START Provided records

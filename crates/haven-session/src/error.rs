use haven_types::SessionId;
use thiserror::Error;

/// Errors from the session store.
#[derive(Debug, Error)]
pub enum SessionError {
    #[error("session not found: {0}")]
    NotFound(SessionId),

    #[error("session {0} is closed and accepts only audit metadata")]
    Closed(SessionId),

    #[error("storage backend error: {0}")]
    Backend(String),
}

pub type Result<T> = std::result::Result<T, SessionError>;
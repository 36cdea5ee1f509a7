//! Handler registry: which conversational role speaks in each state.
//!
//! The terminal state has an explicit `Terminal` route — there is no
//! nullable "no handler" map entry to forget about.

use std::collections::HashMap;

use haven_types::SessionState;
use serde::{Deserialize, Serialize};

/// Conversational role that produces the response for a state.
#[derive(Debug, Clone, Copy, PartialEq, Eq, Hash, Serialize, Deserialize)]
pub enum AgentRole {
    /// Welcome, consent, and triage intake.
    Greeter,
    /// The supportive listening loop.
    Empathy,
    /// Dedicated risk check-in.
    RiskAssessor,
    /// Resource lookup and presentation.
    ResourceGuide,
    /// Handoff messaging while a transfer runs.
    Escalation,
}

impl std::fmt::Display for AgentRole {
    fn fmt(&self, f: &mut std::fmt::Formatter<'_>) -> std::fmt::Result {
        let s = match self {
            AgentRole::Greeter => "greeter",
            AgentRole::Empathy => "empathy",
            AgentRole::RiskAssessor => "risk-assessor",
            AgentRole::ResourceGuide => "resource-guide",
            AgentRole::Escalation => "escalation",
        };
        write!(f, "{}", s)
    }
}

/// Where a state routes: to an agent role, or nowhere (terminal).
#[derive(Debug, Clone, Copy, PartialEq, Eq)]
pub enum Route {
    Agent(AgentRole),
    Terminal,
}

/// State → route table.
pub struct HandlerRegistry {
    routes: HashMap<SessionState, Route>,
}

impl HandlerRegistry {
    /// The standard routing: greeter through intake, empathy in the loop,
    /// specialists for their states, terminal for `Close`.
    pub fn standard() -> Self {
        let mut routes = HashMap::new();
        routes.insert(SessionState::Init, Route::Agent(AgentRole::Greeter));
        routes.insert(SessionState::Consented, Route::Agent(AgentRole::Greeter));
        routes.insert(SessionState::Triage, Route::Agent(AgentRole::Greeter));
        routes.insert(SessionState::SupportLoop, Route::Agent(AgentRole::Empathy));
        routes.insert(SessionState::RiskCheck, Route::Agent(AgentRole::RiskAssessor));
        routes.insert(
            SessionState::Resources,
            Route::Agent(AgentRole::ResourceGuide),
        );
        routes.insert(SessionState::Escalate, Route::Agent(AgentRole::Escalation));
        routes.insert(SessionState::Close, Route::Terminal);
        Self { routes }
    }

    /// Override the route for a state.
    pub fn set(&mut self, state: SessionState, route: Route) {
        self.routes.insert(state, route);
    }

    /// Route for a state. Unmapped states are terminal.
    pub fn route(&self, state: SessionState) -> Route {
        self.routes.get(&state).copied().unwrap_or(Route::Terminal)
    }
}

impl Default for HandlerRegistry {
    fn default() -> Self {
        Self::standard()
    }
}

END Provided records

In the records above, find the lines holding "enum". Copy each one.

pub enum SessionError {
pub enum AgentRole {
pub enum Route {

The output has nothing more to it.